I’m (hopefully) in the office by now, and while I don’t really have a “typical” day, BoBCat makes unscripted programming (think everything from feature docs and follow-docs to short form and branded content), so my time is primarily spent around the business of developing, selling, and producing… and general corporate stuff. But we’re a new and growing company, so it’s more often a lot of troubleshooting and whack-a-mole than I’d normally admit. Fortunately, I have two incredible partners, so we share the load – they lead the creative; I take the strategy and operations side. But we all do a little of everything.
Pictured: BoBCat Co-founders Jeff Conroy, Thom Beers, and Sarah Bernard.
Onto a weekly call with our communications agency, High10 Media. This week’s agenda includes the rollout of a History Channel series about family farms airing in 2019, some press inquiries for our cast, the upcoming premier of our documentary on ski filmmaker Warren Miller, and an update on our development slate.
I’m the deal lead at the office, so I spend a bunch of time on agreements with independent producers and networks. This morning, I’m trying to move forward shopping agreements with four producers, secure a talent hold agreement, and review a development offer from a cable network. Some of it is simply getting comments off of my plate and onto our lawyer’s.
Now, a status call with our agent at WME. For these, we’re running through our development pipeline and where each project stands in terms of its readiness for market, sales strategy, network targets, and if we’ve been out pitching it, market feedback.

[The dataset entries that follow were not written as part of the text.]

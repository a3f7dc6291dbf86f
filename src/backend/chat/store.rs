/**
 * Room Store
 *
 * This module defines the persistence seam of the chat core. A store owns
 * rooms and their message logs and guarantees two things on its own:
 *
 * - at most one room exists per canonical key, even when two callers race
 *   to create it
 * - appends to one room never lose each other, whatever the interleaving
 *
 * Callers never hold a lock across a store call; atomicity lives here.
 *
 * # Implementations
 *
 * - `MemoryRoomStore` (`backend::chat::memory`) - in-process, used without a database
 * - `PgRoomStore` (`backend::chat::db`) - PostgreSQL through `sqlx`
 */

use std::sync::Arc;

use async_trait::async_trait;

use crate::shared::error::ChatError;
use crate::shared::messaging::{ChatMessage, Room, RoomId, RoomKey};

/// Shared handle to the active store
pub type SharedRoomStore = Arc<dyn RoomStore>;

/// Storage of two-party chat rooms
#[async_trait]
pub trait RoomStore: Send + Sync {
    /// Return the room for `key`, creating an empty one if none exists
    async fn find_or_create(&self, key: &RoomKey) -> Result<Room, ChatError>;

    /// Append a message and refresh `updated_at`
    ///
    /// Fails with `RoomNotFound` when the room has been deleted.
    async fn append_message(&self, room_id: RoomId, message: ChatMessage) -> Result<Room, ChatError>;

    /// Delete a room and its messages; `false` when nothing was deleted
    async fn delete_room(&self, room_id: RoomId) -> Result<bool, ChatError>;

    /// Rooms containing `identity`, most recently updated first
    async fn list_by_participant(&self, identity: &str) -> Result<Vec<Room>, ChatError>;

    /// Look up a room by id
    async fn find_by_room_id(&self, room_id: RoomId) -> Result<Option<Room>, ChatError>;

    /// Look up a room by canonical key without creating it
    async fn find_by_key(&self, key: &RoomKey) -> Result<Option<Room>, ChatError>;
}
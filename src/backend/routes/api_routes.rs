/**
 * Service Routes
 *
 * - `GET /api/health` - Liveness and open connection count
 * - `POST /api/notifications` - Hook for the post/comment services
 */

use axum::{
    routing::{get, post},
    Router,
};

use crate::backend::chat::handlers::{health, publish_notification};
use crate::backend::server::state::AppState;

/// Configure service routes
pub fn configure_api_routes(router: Router<AppState>) -> Router<AppState> {
    router
        .route("/api/health", get(health))
        .route("/api/notifications", post(publish_notification))
}
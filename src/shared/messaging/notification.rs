//! Notification Data Structure
//!
//! Post and comment services raise notifications (someone liked or commented
//! on your post). The chat core only forwards them live; it keeps no inbox.

use chrono::{DateTime, Utc};
use serde::{Deserialize, Serialize};

/// What triggered a notification
#[derive(Debug, Clone, Copy, Serialize, Deserialize, PartialEq, Eq)]
#[serde(rename_all = "snake_case")]
pub enum NotificationKind {
    /// Someone commented on the recipient's post
    Comment,
    /// Someone liked the recipient's post
    Like,
}

/// A notification addressed to one identity
#[derive(Debug, Clone, Serialize, Deserialize, PartialEq, Eq)]
#[serde(rename_all = "camelCase")]
pub struct Notification {
    /// Identity that receives the notification
    pub recipient: String,
    /// Identity that caused it
    pub sender: String,
    /// Post the notification refers to
    pub post_id: String,
    /// Comment or like
    #[serde(rename = "type")]
    pub kind: NotificationKind,
    /// Whether the recipient has seen it
    pub is_read: bool,
    /// When it was raised
    pub created_at: DateTime<Utc>,
}

impl Notification {
    /// Create an unread notification
    pub fn new(
        recipient: impl Into<String>,
        sender: impl Into<String>,
        post_id: impl Into<String>,
        kind: NotificationKind,
    ) -> Self {
        Self {
            recipient: recipient.into(),
            sender: sender.into(),
            post_id: post_id.into(),
            kind,
            is_read: false,
            created_at: Utc::now(),
        }
    }

    /// A user acting on their own post gets no notification
    pub fn is_self_notification(&self) -> bool {
        self.recipient == self.sender
    }
}
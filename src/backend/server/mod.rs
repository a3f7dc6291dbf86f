//! Server Module
//!
//! This module contains the code that initializes and configures the Axum
//! HTTP server.
//!
//! # Architecture
//!
//! - **`state`** - Application state structure and `FromRef` implementations
//! - **`config`** - Optional PostgreSQL pool loading
//! - **`init`** - Store selection and app creation
//!
//! # Module Structure
//!
//! ```text
//! server/
//! ├── mod.rs          - Module exports and documentation
//! ├── state.rs        - AppState and FromRef implementations
//! ├── config.rs       - Database loading and migrations
//! └── init.rs         - Server initialization and app creation
//! ```
//!
//! # Example
//!
//! ```rust,no_run
//! use pairchat::backend::server::create_app;
//! use pairchat::shared::ServerConfig;
//!
//! # async fn example() {
//! let app = create_app(ServerConfig::default()).await;
//! # }
//! ```

/// Application state management
pub mod state;

/// Database loading
pub mod config;

/// Server initialization
pub mod init;

// Re-export commonly used types
pub use init::{create_app, create_app_with_store};
pub use state::AppState;
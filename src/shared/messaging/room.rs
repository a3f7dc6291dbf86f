//! Room Data Structure
//!
//! A room is the persisted chat between exactly two identities. Its `id` is
//! assigned by the store and is what clients address in realtime events; its
//! `chat_id` is the canonical participant key and is unique across the store.

use chrono::{DateTime, Utc};
use serde::{Deserialize, Serialize};
use uuid::Uuid;

use super::message::ChatMessage;
use super::room_key::RoomKey;

/// Store-assigned room identifier
pub type RoomId = Uuid;

/// A chat room between two participants
#[derive(Debug, Clone, Serialize, Deserialize, PartialEq, Eq)]
#[serde(rename_all = "camelCase")]
pub struct Room {
    /// Store-assigned identifier
    pub id: RoomId,
    /// Canonical participant key (`alice-bob`)
    pub chat_id: String,
    /// Both participants, sorted
    pub participants: Vec<String>,
    /// Messages in append order
    pub messages: Vec<ChatMessage>,
    /// Set once when the room is materialized
    pub created_at: DateTime<Utc>,
    /// Refreshed on every append
    pub updated_at: DateTime<Utc>,
}

impl Room {
    /// Create an empty room for `key`
    pub fn new(id: RoomId, key: &RoomKey, now: DateTime<Utc>) -> Self {
        Self {
            id,
            chat_id: key.to_string(),
            participants: key.participants().to_vec(),
            messages: Vec::new(),
            created_at: now,
            updated_at: now,
        }
    }

    /// Check if an identity is a participant
    pub fn has_participant(&self, identity: &str) -> bool {
        self.participants.iter().any(|p| p == identity)
    }
}
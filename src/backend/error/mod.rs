//! Backend Error Module
//!
//! This module defines the errors returned by HTTP handlers and their
//! conversion into HTTP responses.
//!
//! # Architecture
//!
//! - **`types`** - `BackendError` and its status mapping
//! - **`conversion`** - `IntoResponse` implementation
//!
//! # Module Structure
//!
//! ```text
//! error/
//! ├── mod.rs        - Module exports and documentation
//! ├── types.rs      - Error type definitions
//! └── conversion.rs - Error conversion implementations
//! ```
//!
//! Realtime handlers do not use this module: their failures become `error`
//! events on the originating connection (see `backend::chat::handlers`).

/// Error type definitions
pub mod types;

/// Error conversion implementations
pub mod conversion;

// Re-export commonly used types
pub use types::BackendError;
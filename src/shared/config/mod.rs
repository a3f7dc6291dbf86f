//! Server configuration module
//!
//! Provides the configuration of the chat server. Values come from the
//! environment (after `dotenv` has loaded `.env`) or from the builder.
//!
//! | Variable                   | Default | Meaning                              |
//! |----------------------------|---------|--------------------------------------|
//! | `SERVER_PORT`              | `8000`  | TCP port the server listens on       |
//! | `DATABASE_URL`             | unset   | Postgres URL; unset means in-memory  |
//! | `DATABASE_MAX_CONNECTIONS` | `10`    | Pool size                            |
//! | `CORS_ORIGIN`              | unset   | Extra allowed origins, comma separated |

use thiserror::Error;

/// Default listen port
pub const DEFAULT_PORT: u16 = 8000;

/// Default Postgres pool size
pub const DEFAULT_MAX_CONNECTIONS: u32 = 10;

/// Origin of the local frontend dev server, always allowed
pub const DEV_ORIGIN: &str = "http://localhost:5173";

/// Server configuration
#[derive(Debug, Clone, PartialEq, Eq)]
pub struct ServerConfig {
    /// Listen port
    pub port: u16,
    /// Postgres connection URL
    pub database_url: Option<String>,
    /// Postgres pool size
    pub database_max_connections: u32,
    /// Allowed CORS origins
    pub cors_origins: Vec<String>,
}

impl Default for ServerConfig {
    fn default() -> Self {
        Self {
            port: DEFAULT_PORT,
            database_url: None,
            database_max_connections: DEFAULT_MAX_CONNECTIONS,
            cors_origins: vec![DEV_ORIGIN.to_string()],
        }
    }
}

impl ServerConfig {
    /// Create a new ServerConfigBuilder
    pub fn builder() -> ServerConfigBuilder {
        ServerConfigBuilder::default()
    }

    /// Load the configuration from process environment variables
    pub fn from_env() -> Result<Self, ConfigError> {
        Self::from_lookup(|key| std::env::var(key).ok())
    }

    /// Load the configuration through an arbitrary variable lookup
    pub fn from_lookup<F>(lookup: F) -> Result<Self, ConfigError>
    where
        F: Fn(&str) -> Option<String>,
    {
        let mut builder = Self::builder();

        if let Some(port) = non_empty(lookup("SERVER_PORT")) {
            let port = port.parse::<u16>().map_err(|_| ConfigError::InvalidValue {
                key: "SERVER_PORT",
                value: port.clone(),
            })?;
            builder = builder.port(port);
        }

        if let Some(url) = non_empty(lookup("DATABASE_URL")) {
            builder = builder.database_url(url);
        }

        if let Some(max) = non_empty(lookup("DATABASE_MAX_CONNECTIONS")) {
            let max = max.parse::<u32>().map_err(|_| ConfigError::InvalidValue {
                key: "DATABASE_MAX_CONNECTIONS",
                value: max.clone(),
            })?;
            builder = builder.database_max_connections(max);
        }

        if let Some(origins) = non_empty(lookup("CORS_ORIGIN")) {
            for origin in origins.split(',').map(str::trim).filter(|o| !o.is_empty()) {
                builder = builder.cors_origin(origin);
            }
        }

        builder.build()
    }

    /// Validate the configuration
    pub fn validate(&self) -> Result<(), ConfigError> {
        if self.port == 0 {
            return Err(ConfigError::InvalidValue {
                key: "SERVER_PORT",
                value: self.port.to_string(),
            });
        }
        if self.database_max_connections == 0 {
            return Err(ConfigError::InvalidValue {
                key: "DATABASE_MAX_CONNECTIONS",
                value: self.database_max_connections.to_string(),
            });
        }
        if let Some(url) = &self.database_url {
            if !url.starts_with("postgres://") && !url.starts_with("postgresql://") {
                return Err(ConfigError::InvalidUrl(url.clone()));
            }
        }
        for origin in &self.cors_origins {
            if !origin.starts_with("http://") && !origin.starts_with("https://") {
                return Err(ConfigError::InvalidUrl(origin.clone()));
            }
        }
        Ok(())
    }

    /// Socket address string to bind
    pub fn bind_address(&self) -> String {
        format!("0.0.0.0:{}", self.port)
    }
}

/// Builder for ServerConfig
#[derive(Debug, Default)]
pub struct ServerConfigBuilder {
    port: Option<u16>,
    database_url: Option<String>,
    database_max_connections: Option<u32>,
    cors_origins: Vec<String>,
}

impl ServerConfigBuilder {
    /// Set the listen port
    pub fn port(mut self, port: u16) -> Self {
        self.port = Some(port);
        self
    }

    /// Set the database URL
    pub fn database_url(mut self, url: impl Into<String>) -> Self {
        self.database_url = Some(url.into());
        self
    }

    /// Set the pool size
    pub fn database_max_connections(mut self, max: u32) -> Self {
        self.database_max_connections = Some(max);
        self
    }

    /// Allow an additional CORS origin
    pub fn cors_origin(mut self, origin: impl Into<String>) -> Self {
        self.cors_origins.push(origin.into());
        self
    }

    /// Build and validate the configuration
    pub fn build(self) -> Result<ServerConfig, ConfigError> {
        let mut cors_origins = vec![DEV_ORIGIN.to_string()];
        for origin in self.cors_origins {
            if !cors_origins.contains(&origin) {
                cors_origins.push(origin);
            }
        }

        let config = ServerConfig {
            port: self.port.unwrap_or(DEFAULT_PORT),
            database_url: self.database_url,
            database_max_connections: self
                .database_max_connections
                .unwrap_or(DEFAULT_MAX_CONNECTIONS),
            cors_origins,
        };
        config.validate()?;
        Ok(config)
    }
}

fn non_empty(value: Option<String>) -> Option<String> {
    value.filter(|v| !v.trim().is_empty())
}

/// Configuration errors
#[derive(Debug, Error, PartialEq, Eq)]
pub enum ConfigError {
    #[error("invalid URL: {0}")]
    InvalidUrl(String),
    #[error("invalid value for {key}: {value}")]
    InvalidValue { key: &'static str, value: String },
}
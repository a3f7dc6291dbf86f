//! Chat Backend Module
//!
//! This module contains all server-side chat functionality:
//! - Room persistence behind the `RoomStore` trait
//! - The per-connection realtime session protocol
//! - The WebSocket endpoint and the REST history handlers
//!
//! # Architecture
//!
//! - **`store`** - `RoomStore` trait and `SharedRoomStore` handle
//! - **`memory`** - In-process store, used without a database
//! - **`db`** - PostgreSQL store
//! - **`handlers`** - `ChatSession` and HTTP handlers
//! - **`ws`** - `GET /ws` upgrade and connection loop
//!
//! # Example
//!
//! ```rust,no_run
//! use pairchat::backend::chat::{MemoryRoomStore, RoomStore};
//! use pairchat::shared::messaging::{ChatMessage, RoomKey};
//!
//! # async fn example() -> Result<(), pairchat::shared::ChatError> {
//! let store = MemoryRoomStore::new();
//! let room = store.find_or_create(&RoomKey::new("alice", "bob")?).await?;
//! store.append_message(room.id, ChatMessage::new("alice", "hi", None)).await?;
//! # Ok(())
//! # }
//! ```

/// Room store trait
pub mod store;

/// In-memory room store
pub mod memory;

/// PostgreSQL room store
pub mod db;

/// Realtime session and HTTP handlers
pub mod handlers;

/// WebSocket endpoint
pub mod ws;

/// Re-export commonly used types
pub use db::PgRoomStore;
pub use handlers::ChatSession;
pub use memory::MemoryRoomStore;
pub use store::{RoomStore, SharedRoomStore};
pub use ws::handle_ws_upgrade;
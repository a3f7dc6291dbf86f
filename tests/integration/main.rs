//! Integration tests
//!
//! - `protocol_test` - Chat session scenarios across several clients
//! - `store_test` - Room store atomicity (PostgreSQL cases are `#[ignore]`d)
//! - `registry_test` - Identity and room group bookkeeping
//! - `routes_test` - REST surface through the router

#[macro_use]
#[path = "../common/mod.rs"]
mod common;

mod registry_test;
mod routes_test;
mod store_test;
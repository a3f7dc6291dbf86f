//! HTTP route integration tests
//!
//! Drives the router with `tower::ServiceExt::oneshot`, no socket involved.

use axum::body::{to_bytes, Body};
use axum::http::{header, Request, StatusCode};
use pretty_assertions::assert_eq;
use serde_json::Value;
use tower::ServiceExt;

use pairchat::shared::event::ServerEvent;
use pairchat::shared::messaging::{ChatMessage, RoomKey};

use crate::common::*;

async fn get_json(app: &TestApp, uri: &str) -> (StatusCode, Value) {
    let response = app
        .router()
        .oneshot(Request::builder().uri(uri).body(Body::empty()).unwrap())
        .await
        .unwrap();
    let status = response.status();
    let bytes = to_bytes(response.into_body(), usize::MAX).await.unwrap();
    (status, serde_json::from_slice(&bytes).unwrap())
}

#[tokio::test]
async fn test_health() {
    let app = TestApp::new();
    let _alice = app.join("alice").await;

    let (status, body) = get_json(&app, "/api/health").await;
    assert_eq!(status, StatusCode::OK);
    assert_eq!(body, serde_json::json!({"status": "ok", "connections": 1}));
}

#[tokio::test]
async fn test_list_user_chats_most_recent_first() {
    let app = TestApp::new();
    let store = &app.state.store;
    let with_bob = store.find_or_create(&RoomKey::new("alice", "bob").unwrap()).await.unwrap();
    store.find_or_create(&RoomKey::new("alice", "carol").unwrap()).await.unwrap();
    tokio::time::sleep(std::time::Duration::from_millis(5)).await;
    store
        .append_message(with_bob.id, ChatMessage::new("bob", "latest", None))
        .await
        .unwrap();

    let (status, body) = get_json(&app, "/api/chats/user/alice").await;
    assert_eq!(status, StatusCode::OK);

    let chat_ids: Vec<_> = body
        .as_array()
        .unwrap()
        .iter()
        .map(|room| room["chatId"].as_str().unwrap().to_string())
        .collect();
    assert_eq!(chat_ids, vec!["alice-bob", "alice-carol"]);
    assert_eq!(body[0]["messages"][0]["content"], "latest");
}

#[tokio::test]
async fn test_list_for_unknown_user_is_empty() {
    let app = TestApp::new();
    let (status, body) = get_json(&app, "/api/chats/user/nobody").await;
    assert_eq!(status, StatusCode::OK);
    assert_eq!(body, serde_json::json!([]));
}

#[tokio::test]
async fn test_get_chat_by_key() {
    let app = TestApp::new();
    let room = app
        .state
        .store
        .find_or_create(&RoomKey::new("bob", "alice").unwrap())
        .await
        .unwrap();

    let (status, body) = get_json(&app, "/api/chats/alice-bob").await;
    assert_eq!(status, StatusCode::OK);
    assert_eq!(body["id"], room.id.to_string());
    assert_eq!(body["participants"], serde_json::json!(["alice", "bob"]));
}

#[tokio::test]
async fn test_get_chat_with_separator_in_names() {
    let app = TestApp::new();
    let store = &app.state.store;
    let only = store
        .find_or_create(&RoomKey::new("mary-jane", "bob").unwrap())
        .await
        .unwrap();

    let (status, body) = get_json(&app, "/api/chats/bob-mary-jane").await;
    assert_eq!(status, StatusCode::OK);
    assert_eq!(body["id"], only.id.to_string());
    assert_eq!(body["participants"], serde_json::json!(["bob", "mary-jane"]));

    // Both pairs print as "a-b-c"; the first split wins
    let first = store.find_or_create(&RoomKey::new("a", "b-c").unwrap()).await.unwrap();
    store.find_or_create(&RoomKey::new("a-b", "c").unwrap()).await.unwrap();
    let (status, body) = get_json(&app, "/api/chats/a-b-c").await;
    assert_eq!(status, StatusCode::OK);
    assert_eq!(body["id"], first.id.to_string());
}

#[tokio::test]
async fn test_get_chat_errors() {
    let app = TestApp::new();

    let (status, body) = get_json(&app, "/api/chats/alice-bob").await;
    assert_eq!(status, StatusCode::NOT_FOUND);
    assert_eq!(body["status"], 404);
    assert_contains!(body["error"].as_str().unwrap(), "Room not found");

    let (status, body) = get_json(&app, "/api/chats/alice-alice").await;
    assert_eq!(status, StatusCode::BAD_REQUEST);
    assert_eq!(body["status"], 400);

    let (status, _) = get_json(&app, "/api/chats/alice").await;
    assert_eq!(status, StatusCode::BAD_REQUEST);
}

#[tokio::test]
async fn test_publish_notification() {
    let app = TestApp::new();
    let mut alice = app.join("alice").await;

    let body = serde_json::json!({
        "recipient": "alice",
        "sender": "bob",
        "postId": "post-42",
        "type": "comment",
        "isRead": false,
        "createdAt": "2024-05-01T12:00:00Z"
    });
    let response = app
        .router()
        .oneshot(
            Request::builder()
                .method("POST")
                .uri("/api/notifications")
                .header(header::CONTENT_TYPE, "application/json")
                .body(Body::from(body.to_string()))
                .unwrap(),
        )
        .await
        .unwrap();
    assert_eq!(response.status(), StatusCode::OK);
    let bytes = to_bytes(response.into_body(), usize::MAX).await.unwrap();
    let reply: Value = serde_json::from_slice(&bytes).unwrap();
    assert_eq!(reply["delivered"], 1);

    match &alice.drain()[..] {
        [ServerEvent::Notification(notification)] => {
            assert_eq!(notification.sender, "bob");
            assert_eq!(notification.post_id, "post-42");
        }
        other => panic!("Unexpected events: {:?}", other),
    }
}

#[tokio::test]
async fn test_unknown_route() {
    let app = TestApp::new();
    let response = app
        .router()
        .oneshot(Request::builder().uri("/nope").body(Body::empty()).unwrap())
        .await
        .unwrap();
    assert_eq!(response.status(), StatusCode::NOT_FOUND);
}

#[tokio::test]
async fn test_cors_allows_dev_origin() {
    let app = TestApp::new();
    let response = app
        .router()
        .oneshot(
            Request::builder()
                .uri("/api/health")
                .header(header::ORIGIN, "http://localhost:5173")
                .body(Body::empty())
                .unwrap(),
        )
        .await
        .unwrap();

    assert_eq!(
        response.headers().get(header::ACCESS_CONTROL_ALLOW_ORIGIN).unwrap(),
        "http://localhost:5173"
    );
}
use serde::{Deserialize, Serialize};

use crate::leaderboard::{EntryId, RankedEntry};
use crate::session::SessionSnapshot;
use crate::target::TargetId;

/// Network message type discriminator.
#[derive(Debug, Clone, Copy, PartialEq, Eq, Serialize, Deserialize)]
#[repr(u8)]
pub enum MessageType {
    // Client -> Server
    StartSession = 0x01,
    Swat = 0x02,
    Miss = 0x03,
    Replay = 0x04,
    SubmitScore = 0x05,

    // Server -> Client
    Session = 0x10,
    SessionEnd = 0x11,
    SubmitResult = 0x12,
    Leaderboard = 0x13,
}

impl MessageType {
    pub fn from_byte(b: u8) -> Option<Self> {
        match b {
            0x01 => Some(Self::StartSession),
            0x02 => Some(Self::Swat),
            0x03 => Some(Self::Miss),
            0x04 => Some(Self::Replay),
            0x05 => Some(Self::SubmitScore),
            0x10 => Some(Self::Session),
            0x11 => Some(Self::SessionEnd),
            0x12 => Some(Self::SubmitResult),
            0x13 => Some(Self::Leaderboard),
            _ => None,
        }
    }

    /// Whether only the server may send this message type.
    pub fn is_server_only(self) -> bool {
        (self as u8) >= 0x10
    }
}

// ============================================================================
// Client -> Server
// ============================================================================

#[derive(Debug, Clone, PartialEq, Serialize, Deserialize)]
pub enum ClientMessage {
    StartSession(StartSessionMsg),
    Swat(SwatMsg),
    Miss(MissMsg),
    Replay(ReplayMsg),
    SubmitScore(SubmitScoreMsg),
}

#[derive(Debug, Clone, PartialEq, Serialize, Deserialize)]
pub struct StartSessionMsg {
    pub protocol_version: u8,
}

#[derive(Debug, Clone, PartialEq, Serialize, Deserialize)]
pub struct SwatMsg {
    pub target_id: TargetId,
}

/// A tap that hit no target, in normalized coordinates.
#[derive(Debug, Clone, PartialEq, Serialize, Deserialize)]
pub struct MissMsg {
    pub x: f32,
    pub y: f32,
}

#[derive(Debug, Clone, PartialEq, Serialize, Deserialize)]
pub struct ReplayMsg {}

#[derive(Debug, Clone, PartialEq, Serialize, Deserialize)]
pub struct SubmitScoreMsg {
    pub name: String,
}

// ============================================================================
// Server -> Client
// ============================================================================

#[derive(Debug, Clone, PartialEq, Serialize, Deserialize)]
pub enum ServerMessage {
    Session(SessionSnapshot),
    SessionEnd(SessionEndMsg),
    SubmitResult(SubmitResultMsg),
    Leaderboard(LeaderboardMsg),
}

#[derive(Debug, Clone, PartialEq, Serialize, Deserialize)]
pub struct SessionEndMsg {
    pub final_score: u32,
}

#[derive(Debug, Clone, PartialEq, Serialize, Deserialize)]
pub struct SubmitResultMsg {
    pub success: bool,
    /// Short error tag (`invalid_input`, `storage_unavailable`, `no_result`).
    pub error: Option<String>,
    pub entry_id: Option<EntryId>,
    /// 1-based rank if the entry made the board.
    pub rank: Option<u32>,
}

#[derive(Debug, Clone, PartialEq, Serialize, Deserialize)]
pub struct LeaderboardMsg {
    pub entries: Vec<RankedEntry>,
}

A quick punch-up to a show concept that we owe to a network tomorrow. (I wasn’t kidding that we all do a little of everything, and I like writing).
Internal rough cut screening of episode 7 for our farm series. We brought in lunch. (I’m not a huge out-of-the-office lunch fan in LA, as it takes so long to drive everywhere and disrupts the day, so I try to stack business meals at breakfast or drinks/dinner).
By now, I’m squeezing in some of the smaller to-do’s on my list, returning calls and emails before I have to head out with my partners to do a pitch.
In the car.
Nobody likes a late afternoon meeting to pitch a show, but sometimes you have to take what you can get. For this meeting with a streaming network, we’re showing two concepts.
It doesn’t make much sense to head back to the office at this point, so I squeeze in a drink with an industry colleague near the network. (Much of LA is about navigating traffic patterns).
I’m part of the Los Angeles Chapter of The Awesome Foundation, and we’ve got a meeting tonight in Koreatown. (The Awesome Foundation is a global network of self-organizing chapters that award $1,000 micro-grants to cool projects). Our chapter supports LA-centric projects, and we’ve funded everything from public swings and school supplies, to a program that converts unused college meal points to food for the homeless. After some food, drinks, friendly catch-up, and a vote on a grantee, we’re done for the night.
I’m home by now and will do an end of day email check, screen anything I need to see before tomorrow, and jot down any new to-dos. More tomorrow!